The decision by Florentino Pérez, president of ACS, to put up for sale the 45.3% stake held in Unión Fenosa, Spain's third-largest electricity utility, is seen by many energy lawyers as the starting point for the next phase in the reorganisation of the Spanish energy sector.

Pérez has decided that Fenosa is too small to be an effective competitor against the leading domestic players, Iberdrola and Endesa, and that his 12.7% direct and indirect holdings in Iberdrola will be ineffective unless he stimulates a fundamental restructuring of the whole industry.

However the way ahead is not clear. While the market initially assumed that ACS would sell its Fenosa stake to France's EDF, it now seems that it is looking for a bidding war to drive prices up beyond the €16/share price that commentators say ACS had pre-agreed with EdF.

Other companies now said to be interested include Gas Natural, E.ON, RWE, Gazprom and GdF-Suez, which already has an 11% stake in Gas Natural. Any bidder would however, under stock exchange rules, have to make a full bid for Fenosa – which would mean finding around €11bn to do so.

The Spanish government would still prefer a merger between Iberdrola and Gas Natural, lawyers say, in order to build a stronger national champion. It will have to move carefully though, as the European Court of Justice recently ruled that Spain illegally defied EU demands to drop restrictions imposed when E.ON tried to acquire Endesa last year.

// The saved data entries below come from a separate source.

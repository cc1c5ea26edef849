//! Purchase Models

use jiff::Timestamp;
use rust_decimal::Decimal;
use serde::{Deserialize, Serialize};

use crate::{
    auth::UserUuid,
    domain::{
        carts::CartEntry,
        designs::{Design, DesignUuid},
    },
    errors::FailureKind,
};

/// Proof of ownership written after a design is marked sold.
#[derive(Debug, Clone, PartialEq, Eq, Serialize)]
pub struct NewPurchase {
    #[serde(rename = "user_id")]
    pub user: UserUuid,

    #[serde(rename = "tattoo_id")]
    pub design: DesignUuid,

    pub purchase_date: Timestamp,
    pub certificate_url: String,
}

/// A stored purchase with its joined design.
#[derive(Debug, Clone, PartialEq, Deserialize)]
pub struct PurchaseRecord {
    #[serde(rename = "user_id")]
    pub user: UserUuid,

    #[serde(rename = "tattoo_id")]
    pub design_uuid: DesignUuid,

    pub purchase_date: Timestamp,
    pub certificate_url: String,

    #[serde(rename = "tattoos", default)]
    pub design: Option<Design>,
}

/// What happened to the catalog after a sale.
#[derive(Debug, Clone, Copy, PartialEq, Eq)]
pub enum Replenishment {
    /// Enough designs were still available.
    NotNeeded { available: u64 },

    /// The pool was below the floor and the backend generated more.
    Replenished { available: u64, created: usize },

    /// The check or the generation failed; the sale still stands.
    Failed(FailureKind),
}

/// Catalog follow-up run after a sale. Failures here never undo the sale.
#[derive(Debug, Clone, Copy, PartialEq, Eq)]
pub struct FollowUp {
    /// Kind of the last failed catalog refresh, if any.
    pub refresh_error: Option<FailureKind>,
    pub replenishment: Replenishment,
}

#[derive(Debug, Clone, PartialEq, Eq)]
pub struct PurchaseReceipt {
    pub design: DesignUuid,
    pub certificate_url: String,
    pub follow_up: FollowUp,
}

#[derive(Debug, Clone, PartialEq)]
pub struct CheckoutReceipt {
    pub entries: Vec<CartEntry>,
    pub total: Decimal,

    /// Set when the purchase went through but the cart could not be emptied.
    pub cart_clear_error: Option<FailureKind>,
    pub follow_up: FollowUp,
}
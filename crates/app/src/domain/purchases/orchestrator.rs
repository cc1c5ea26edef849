//! Purchase orchestrator.
//!
//! A design changes hands through one conditional update that only matches
//! while the design is still available. Whoever's update the backend
//! commits first owns the design; everyone else sees zero rows changed and
//! gets [`PurchaseError::Unavailable`]. Nothing is mutated locally until the
//! backend has answered.

use std::{fmt, sync::Arc};

use jiff::Timestamp;
use tracing::{debug, error, info, instrument, warn};

use crate::{
    auth::UserUuid,
    domain::{
        carts::{CartStore, models::total},
        designs::{Catalog, DesignUuid, DesignsRepository},
        purchases::{
            certificates::CertificateLocator,
            errors::PurchaseError,
            models::{
                CheckoutReceipt, FollowUp, NewPurchase, PurchaseReceipt, PurchaseRecord,
                Replenishment,
            },
            repository::PurchasesRepository,
        },
    },
    errors::FailureKind,
};

/// Below this many available designs the backend is asked for more.
pub const REPLENISH_FLOOR: u64 = 3;

pub struct PurchaseOrchestrator {
    designs: Arc<dyn DesignsRepository>,
    purchases: Arc<dyn PurchasesRepository>,
    catalog: Arc<Catalog>,
    cart: Arc<CartStore>,
    certificates: CertificateLocator,
    replenish_floor: u64,
}

impl fmt::Debug for PurchaseOrchestrator {
    fn fmt(&self, f: &mut fmt::Formatter<'_>) -> fmt::Result {
        f.debug_struct("PurchaseOrchestrator")
            .field("certificates", &self.certificates)
            .field("replenish_floor", &self.replenish_floor)
            .finish_non_exhaustive()
    }
}

impl PurchaseOrchestrator {
    #[must_use]
    pub fn new(
        designs: Arc<dyn DesignsRepository>,
        purchases: Arc<dyn PurchasesRepository>,
        catalog: Arc<Catalog>,
        cart: Arc<CartStore>,
        certificates: CertificateLocator,
    ) -> Self {
        Self {
            designs,
            purchases,
            catalog,
            cart,
            certificates,
            replenish_floor: REPLENISH_FLOOR,
        }
    }

    #[must_use]
    pub fn with_replenish_floor(mut self, floor: u64) -> Self {
        self.replenish_floor = floor;
        self
    }

    /// Buy a single design for the user.
    ///
    /// # Errors
    ///
    /// Returns [`PurchaseError::Unavailable`] when the design was already
    /// sold or reserved, [`PurchaseError::RecordMissing`] when the design was
    /// sold but its purchase record could not be written, or a backend error
    /// when nothing was changed.
    #[instrument(skip_all, fields(%user, %design))]
    pub async fn purchase_design(
        &self,
        user: UserUuid,
        design: DesignUuid,
    ) -> Result<PurchaseReceipt, PurchaseError> {
        if self
            .catalog
            .get(design)
            .is_some_and(|loaded| !loaded.is_available())
        {
            debug!("design already known to be unavailable");

            return Err(PurchaseError::Unavailable);
        }

        let now = Timestamp::now();

        let changed = self.designs.mark_sold(design, user, now).await?;

        if changed == 0 {
            info!("design was bought by someone else first");

            return Err(PurchaseError::Unavailable);
        }

        let certificate_url = self.certificates.url_for(design);

        let recorded = self
            .purchases
            .create_purchase(NewPurchase {
                user,
                design,
                purchase_date: now,
                certificate_url: certificate_url.clone(),
            })
            .await;

        if let Err(source) = recorded {
            error!(error = %source, "design marked sold but purchase record not written");

            return Err(PurchaseError::RecordMissing { design, source });
        }

        info!("design sold");

        let follow_up = self.follow_up().await;

        Ok(PurchaseReceipt {
            design,
            certificate_url,
            follow_up,
        })
    }

    /// Buy everything in the user's loaded cart as one unit.
    ///
    /// The cart is first checked against live statuses; any entry no longer
    /// available is removed and the checkout stops so the user can review the
    /// updated cart.
    ///
    /// # Errors
    ///
    /// Returns [`PurchaseError::EmptyCart`] without any request when the
    /// loaded cart is empty, [`PurchaseError::ItemsUnavailable`] naming the
    /// removed entries, or a backend error, in which case nothing was bought
    /// and the cart is unchanged.
    #[instrument(skip_all, fields(%user))]
    pub async fn checkout(&self, user: UserUuid) -> Result<CheckoutReceipt, PurchaseError> {
        if self.cart.list(user).is_empty() {
            return Err(PurchaseError::EmptyCart);
        }

        let removed = self.cart.validate(user).await?;

        if !removed.is_empty() {
            warn!(removed = removed.len(), "checkout stopped, cart had unavailable designs");

            return Err(PurchaseError::ItemsUnavailable(removed));
        }

        let entries = self.cart.list(user);

        if entries.is_empty() {
            return Err(PurchaseError::EmptyCart);
        }

        let total = total(&entries);

        self.purchases.purchase_cart(user).await?;

        info!(designs = entries.len(), %total, "checkout completed");

        let cart_clear_error = match self.cart.clear(user).await {
            Ok(()) => None,
            Err(error) => {
                warn!(%error, "cart not cleared after checkout");

                Some(error.kind())
            }
        };

        let follow_up = self.follow_up().await;

        Ok(CheckoutReceipt {
            entries,
            total,
            cart_clear_error,
            follow_up,
        })
    }

    /// The user's purchase records, newest first.
    ///
    /// # Errors
    ///
    /// Returns a backend error when the records cannot be read.
    pub async fn purchases(&self, user: UserUuid) -> Result<Vec<PurchaseRecord>, PurchaseError> {
        Ok(self.purchases.list_purchases(user).await?)
    }

    /// Refresh the catalog and top it up when the available pool is low.
    async fn follow_up(&self) -> FollowUp {
        let mut refresh_error = self.refresh_catalog().await;

        let replenishment = match self.designs.count_available().await {
            Err(error) => {
                warn!(%error, "available count failed, replenishment skipped");

                Replenishment::Failed(error.kind())
            }
            Ok(available) if available >= self.replenish_floor => {
                Replenishment::NotNeeded { available }
            }
            Ok(available) => match self.designs.replenish().await {
                Ok(created) => {
                    info!(available, created = created.len(), "catalog replenished");

                    refresh_error = self.refresh_catalog().await;

                    Replenishment::Replenished {
                        available,
                        created: created.len(),
                    }
                }
                Err(error) => {
                    warn!(%error, available, "catalog replenishment failed");

                    Replenishment::Failed(error.kind())
                }
            },
        };

        FollowUp {
            refresh_error,
            replenishment,
        }
    }

    async fn refresh_catalog(&self) -> Option<FailureKind> {
        match self.catalog.refresh().await {
            Ok(_) => None,
            Err(error) => {
                warn!(%error, "catalog refresh after sale failed");

                Some(error.kind())
            }
        }
    }
}
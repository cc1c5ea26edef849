//! Designs

pub mod catalog;
pub mod errors;
pub mod filters;
pub mod models;
pub mod repository;
pub mod visibility;

pub use catalog::{Catalog, DEFAULT_PAGE_SIZE};
pub use errors::CatalogError;
pub use filters::DesignFilter;
pub use models::{Design, DesignPage, DesignStatus, DesignUuid};
pub use repository::{DesignsRepository, MockDesignsRepository, RestDesignsRepository};
pub use visibility::{AssetVisibility, asset_visibility};
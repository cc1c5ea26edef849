//! Purchase errors.

use thiserror::Error;

use crate::{
    backend::BackendError,
    domain::{
        carts::{CartError, RemovedEntries},
        designs::DesignUuid,
    },
    errors::FailureKind,
};

#[derive(Debug, Error)]
pub enum PurchaseError {
    #[error("design is no longer available")]
    Unavailable,

    #[error("cart is empty")]
    EmptyCart,

    /// Checkout stopped because these entries were no longer available.
    /// They have been removed from the cart.
    #[error("{} cart designs are no longer available", .0.len())]
    ItemsUnavailable(RemovedEntries),

    /// The design was marked sold but its purchase record was not written.
    #[error("design {design} was sold without a purchase record")]
    RecordMissing {
        design: DesignUuid,
        #[source]
        source: BackendError,
    },

    #[error(transparent)]
    Cart(#[from] CartError),

    #[error("purchase storage error")]
    Backend(#[source] BackendError),
}

impl PurchaseError {
    #[must_use]
    pub fn kind(&self) -> FailureKind {
        match self {
            Self::Unavailable | Self::ItemsUnavailable(_) => FailureKind::Unavailable,
            Self::EmptyCart => FailureKind::Invalid,
            Self::RecordMissing { .. } => FailureKind::Inconsistent,
            Self::Cart(source) => source.kind(),
            Self::Backend(source) => source.kind(),
        }
    }

    /// Titles of the entries removed by checkout validation.
    #[must_use]
    pub fn unavailable_titles(&self) -> Vec<String> {
        match self {
            Self::ItemsUnavailable(removed) => removed.iter().map(|row| row.label()).collect(),
            _ => Vec::new(),
        }
    }
}

impl From<BackendError> for PurchaseError {
    fn from(error: BackendError) -> Self {
        Self::Backend(error)
    }
}
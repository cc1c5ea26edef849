use std::io;

use clap::{Args, Subcommand};
use inkvault_app::{
    context::AppContext,
    domain::{carts::AddOutcome, designs::DesignUuid},
};

use crate::{
    commands::{CommandError, buy::write_follow_up, signed_in},
    config::account::AccountArgs,
    output,
};

#[derive(Debug, Args)]
pub(crate) struct CartCommand {
    #[command(subcommand)]
    command: CartSubcommand,
}

#[derive(Debug, Subcommand)]
enum CartSubcommand {
    /// Show the cart and its total
    Show,

    /// Add a design to the cart
    Add { design: DesignUuid },

    /// Remove a design from the cart
    Remove { design: DesignUuid },

    /// Empty the cart
    Clear,

    /// Buy everything in the cart
    Checkout,
}

pub(crate) async fn run(
    ctx: &AppContext,
    account: &AccountArgs,
    command: CartCommand,
    out: &mut impl io::Write,
) -> Result<(), CommandError> {
    let user = signed_in(ctx, account).await?;

    match command.command {
        CartSubcommand::Show => {
            let entries = ctx.cart.load(user).await?;

            if entries.is_empty() {
                writeln!(out, "Your cart is empty.")?;
            } else {
                writeln!(out, "{}", output::cart_table(&entries, ctx.cart.total(user)))?;
            }
        }
        CartSubcommand::Add { design } => match ctx.cart.add(user, design).await? {
            AddOutcome::Added => writeln!(out, "Added to your cart.")?,
            AddOutcome::AlreadyPresent => writeln!(out, "That design is already in your cart.")?,
        },
        CartSubcommand::Remove { design } => {
            ctx.cart.remove(user, design).await?;

            writeln!(out, "Removed from your cart.")?;
        }
        CartSubcommand::Clear => {
            ctx.cart.clear(user).await?;

            writeln!(out, "Your cart is empty.")?;
        }
        CartSubcommand::Checkout => {
            ctx.cart.load(user).await?;

            let receipt = ctx.purchases.checkout(user).await?;

            writeln!(out, "{}", output::cart_table(&receipt.entries, receipt.total))?;
            writeln!(out, "Purchased {} designs.", receipt.entries.len())?;

            if receipt.cart_clear_error.is_some() {
                writeln!(out, "Your cart could not be emptied; clear it before shopping again.")?;
            }

            write_follow_up(out, &receipt.follow_up)?;
        }
    }

    Ok(())
}
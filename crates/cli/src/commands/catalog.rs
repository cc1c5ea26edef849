use std::io;

use clap::Args;
use inkvault_app::{context::AppContext, domain::designs::DesignFilter};
use rust_decimal::Decimal;

use crate::{
    commands::{CommandError, maybe_signed_in},
    config::account::AccountArgs,
    output,
};

#[derive(Debug, Args)]
pub(crate) struct CatalogArgs {
    /// Only designs in this style
    #[arg(long)]
    style: Option<String>,

    /// Lowest price to include
    #[arg(long)]
    min_price: Option<Decimal>,

    /// Highest price to include
    #[arg(long)]
    max_price: Option<Decimal>,

    /// Case-insensitive search over title, description and style
    #[arg(long)]
    search: Option<String>,

    /// Include sold and reserved designs
    #[arg(long)]
    all: bool,

    /// Number of pages to load
    #[arg(long, default_value_t = 1)]
    pages: u32,

    /// List the styles present in the loaded designs instead
    #[arg(long)]
    styles: bool,
}

impl CatalogArgs {
    fn filter(&self) -> DesignFilter {
        let base = if self.all {
            DesignFilter::any()
        } else {
            DesignFilter::default()
        };

        DesignFilter {
            style: self.style.clone(),
            min_price: self.min_price,
            max_price: self.max_price,
            search: self.search.clone(),
            ..base
        }
    }
}

pub(crate) async fn run(
    ctx: &AppContext,
    account: &AccountArgs,
    args: CatalogArgs,
    out: &mut impl io::Write,
) -> Result<(), CommandError> {
    let viewer = maybe_signed_in(ctx, account).await?;

    ctx.catalog.refresh().await?;

    for _ in 1..args.pages {
        if !ctx.catalog.has_more() {
            break;
        }

        ctx.catalog.fetch_page(false).await?;
    }

    if args.styles {
        for style in ctx.catalog.styles() {
            writeln!(out, "{style}")?;
        }

        return Ok(());
    }

    let designs = ctx.catalog.filter(&args.filter());

    writeln!(out, "{}", output::designs_table(&designs, viewer))?;

    let loaded = ctx.catalog.designs().len();

    match ctx.catalog.total() {
        Some(total) => writeln!(out, "{} shown, {loaded} of {total} loaded", designs.len())?,
        None => writeln!(out, "{} shown, {loaded} loaded", designs.len())?,
    }

    Ok(())
}

#[cfg(test)]
mod tests {
    use inkvault_app::domain::designs::{Design, DesignPage, DesignStatus, DesignUuid};
    use jiff::Timestamp;
    use testresult::TestResult;

    use crate::commands::test_support::{Mocks, anonymous};

    use super::*;

    fn design(title: &str, style: &str, status: DesignStatus) -> Design {
        Design {
            uuid: DesignUuid::new(),
            title: title.to_string(),
            description: String::new(),
            style: style.to_string(),
            price: Decimal::from(100),
            status,
            image_url: format!("https://cdn.example.com/{title}.png"),
            preview_url: None,
            owner: None,
            created_at: Timestamp::UNIX_EPOCH,
            updated_at: Timestamp::UNIX_EPOCH,
        }
    }

    fn args() -> CatalogArgs {
        CatalogArgs {
            style: None,
            min_price: None,
            max_price: None,
            search: None,
            all: false,
            pages: 1,
            styles: false,
        }
    }

    fn mocks() -> Mocks {
        let mut mocks = Mocks::default();
        mocks.designs.expect_list_designs().returning(|_| {
            Ok(DesignPage {
                designs: vec![
                    design("Serpente", "fineline", DesignStatus::Available),
                    design("Lua", "blackwork", DesignStatus::Sold),
                ],
                total: Some(2),
            })
        });
        mocks
    }

    #[tokio::test]
    async fn lists_only_available_designs_by_default() -> TestResult {
        let ctx = mocks().context();
        let mut out = Vec::new();

        run(&ctx, &anonymous(), args(), &mut out).await?;

        let printed = String::from_utf8(out)?;

        assert!(printed.contains("Serpente"));
        assert!(!printed.contains("Lua"));
        assert!(printed.contains("1 shown, 2 of 2 loaded"));

        Ok(())
    }

    #[tokio::test]
    async fn styles_are_listed_once_each() -> TestResult {
        let ctx = mocks().context();
        let mut out = Vec::new();

        run(
            &ctx,
            &anonymous(),
            CatalogArgs {
                styles: true,
                ..args()
            },
            &mut out,
        )
        .await?;

        assert_eq!(String::from_utf8(out)?, "blackwork\nfineline\n");

        Ok(())
    }
}
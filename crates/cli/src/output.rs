//! Table rendering for command output.

use std::ops::Range;

use inkvault_app::{
    auth::UserUuid,
    domain::{
        carts::CartEntry,
        designs::{AssetVisibility, Design, DesignStatus},
        points::Reward,
        purchases::{PurchaseRecord, ReconciliationReport},
    },
};
use rust_decimal::Decimal;
use tabled::{
    builder::Builder,
    settings::{Alignment, Style, object::Columns},
};

pub(crate) fn designs_table(designs: &[Design], viewer: Option<UserUuid>) -> String {
    let mut builder = Builder::default();

    builder.push_record(["Id", "Title", "Style", "Price", "Status", "Image"]);

    for design in designs {
        builder.push_record([
            design.uuid.to_string(),
            design.title.clone(),
            design.style.clone(),
            design.price.to_string(),
            status_label(design.status).to_string(),
            image(design, viewer),
        ]);
    }

    render(builder, Some(Columns::new(3..4)))
}

pub(crate) fn cart_table(entries: &[CartEntry], total: Decimal) -> String {
    let mut builder = Builder::default();

    builder.push_record(["Id", "Title", "Style", "Price"]);

    for entry in entries {
        builder.push_record([
            entry.design.uuid.to_string(),
            entry.design.title.clone(),
            entry.design.style.clone(),
            entry.design.price.to_string(),
        ]);
    }

    builder.push_record([String::new(), "Total".to_string(), String::new(), total.to_string()]);

    render(builder, Some(Columns::new(3..4)))
}

pub(crate) fn rewards_table(rewards: &[Reward]) -> String {
    let mut builder = Builder::default();

    builder.push_record(["Id", "Reward", "Description", "Cost"]);

    for reward in rewards {
        builder.push_record([
            reward.id.to_string(),
            reward.name.to_string(),
            reward.description.to_string(),
            reward.cost.to_string(),
        ]);
    }

    render(builder, Some(Columns::new(3..4)))
}

pub(crate) fn purchases_table(records: &[PurchaseRecord]) -> String {
    let mut builder = Builder::default();

    builder.push_record(["Design", "Title", "Purchased", "Certificate"]);

    for record in records {
        builder.push_record([
            record.design_uuid.to_string(),
            record
                .design
                .as_ref()
                .map_or_else(String::new, |design| design.title.clone()),
            record.purchase_date.to_string(),
            record.certificate_url.clone(),
        ]);
    }

    render(builder, None)
}

/// One line per repair, anomaly or failure.
pub(crate) fn report_lines(report: &ReconciliationReport) -> Vec<String> {
    if report.is_clean() {
        return vec!["nothing to reconcile".to_string()];
    }

    let mut lines = Vec::new();

    lines.extend(
        report
            .restored_records
            .iter()
            .map(|design| format!("restored purchase record for design {design}")),
    );
    lines.extend(
        report
            .ownership_anomalies
            .iter()
            .map(|design| format!("design {design} is sold but has no owner")),
    );
    lines.extend(
        report
            .settled_spins
            .iter()
            .map(|spin| format!("credited and settled spin {spin}")),
    );
    lines.extend(
        report
            .refunded_spins
            .iter()
            .map(|spin| format!("refunded stake of spin {spin}")),
    );
    lines.extend(
        report
            .pending_spins
            .iter()
            .map(|spin| format!("spin {spin} left pending")),
    );
    lines.extend(report.failures.iter().map(|failure| {
        format!(
            "{:?} failed for {}: {:?}",
            failure.step, failure.subject, failure.kind
        )
    }));

    lines
}

fn image(design: &Design, viewer: Option<UserUuid>) -> String {
    match design.visibility_for(viewer) {
        AssetVisibility::Original => design.image_url.clone(),
        AssetVisibility::Protected => format!("{} (watermarked)", design.image_url),
    }
}

fn status_label(status: DesignStatus) -> &'static str {
    match status {
        DesignStatus::Available => "available",
        DesignStatus::Sold => "sold",
        DesignStatus::Reserved => "reserved",
    }
}

fn render(builder: Builder, right_aligned: Option<Columns<Range<usize>>>) -> String {
    let mut table = builder.build();

    table.with(Style::modern_rounded());

    if let Some(columns) = right_aligned {
        table.modify(columns, Alignment::right());
    }

    table.to_string()
}

#[cfg(test)]
mod tests {
    use inkvault_app::domain::{designs::DesignUuid, purchases::RepairFailure};
    use jiff::Timestamp;

    use super::*;

    fn design(owner: Option<UserUuid>) -> Design {
        Design {
            uuid: DesignUuid::new(),
            title: "Serpente".to_string(),
            description: String::new(),
            style: "fineline".to_string(),
            price: Decimal::new(14990, 2),
            status: if owner.is_some() {
                DesignStatus::Sold
            } else {
                DesignStatus::Available
            },
            image_url: "https://cdn.example.com/serpente.png".to_string(),
            preview_url: None,
            owner,
            created_at: Timestamp::UNIX_EPOCH,
            updated_at: Timestamp::UNIX_EPOCH,
        }
    }

    #[test]
    fn owners_see_the_original_image() {
        let owner = UserUuid::new();

        let table = designs_table(&[design(Some(owner))], Some(owner));

        assert!(table.contains("Serpente"));
        assert!(table.contains("149.90"));
        assert!(table.contains("sold"));
        assert!(!table.contains("watermarked"));
    }

    #[test]
    fn everyone_else_sees_a_watermark() {
        let table = designs_table(&[design(Some(UserUuid::new()))], Some(UserUuid::new()));

        assert!(table.contains("watermarked"));
    }

    #[test]
    fn clean_report_says_so() {
        assert_eq!(
            report_lines(&ReconciliationReport::default()),
            vec!["nothing to reconcile".to_string()]
        );
    }

    #[test]
    fn report_lists_failures() {
        let report = ReconciliationReport {
            failures: vec![RepairFailure {
                step: inkvault_app::domain::purchases::RepairStep::ListSold,
                subject: "designs".to_string(),
                kind: inkvault_app::FailureKind::Transient,
            }],
            ..ReconciliationReport::default()
        };

        assert_eq!(
            report_lines(&report),
            vec!["ListSold failed for designs: Transient".to_string()]
        );
    }
}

In any event, Pérez may have a considerable amount of persuading to do if his project is to win favour with the financing banks. He could receive €6bn from the sale of the Fenosa stake and release a further €3bn in funds if he sold his 30% stake in German constructor Hochtief, and 26% holding in infrastructure group Abertis. Such moves might then enable him to potentially buy another 21% stake in Iberdrola, say analysts.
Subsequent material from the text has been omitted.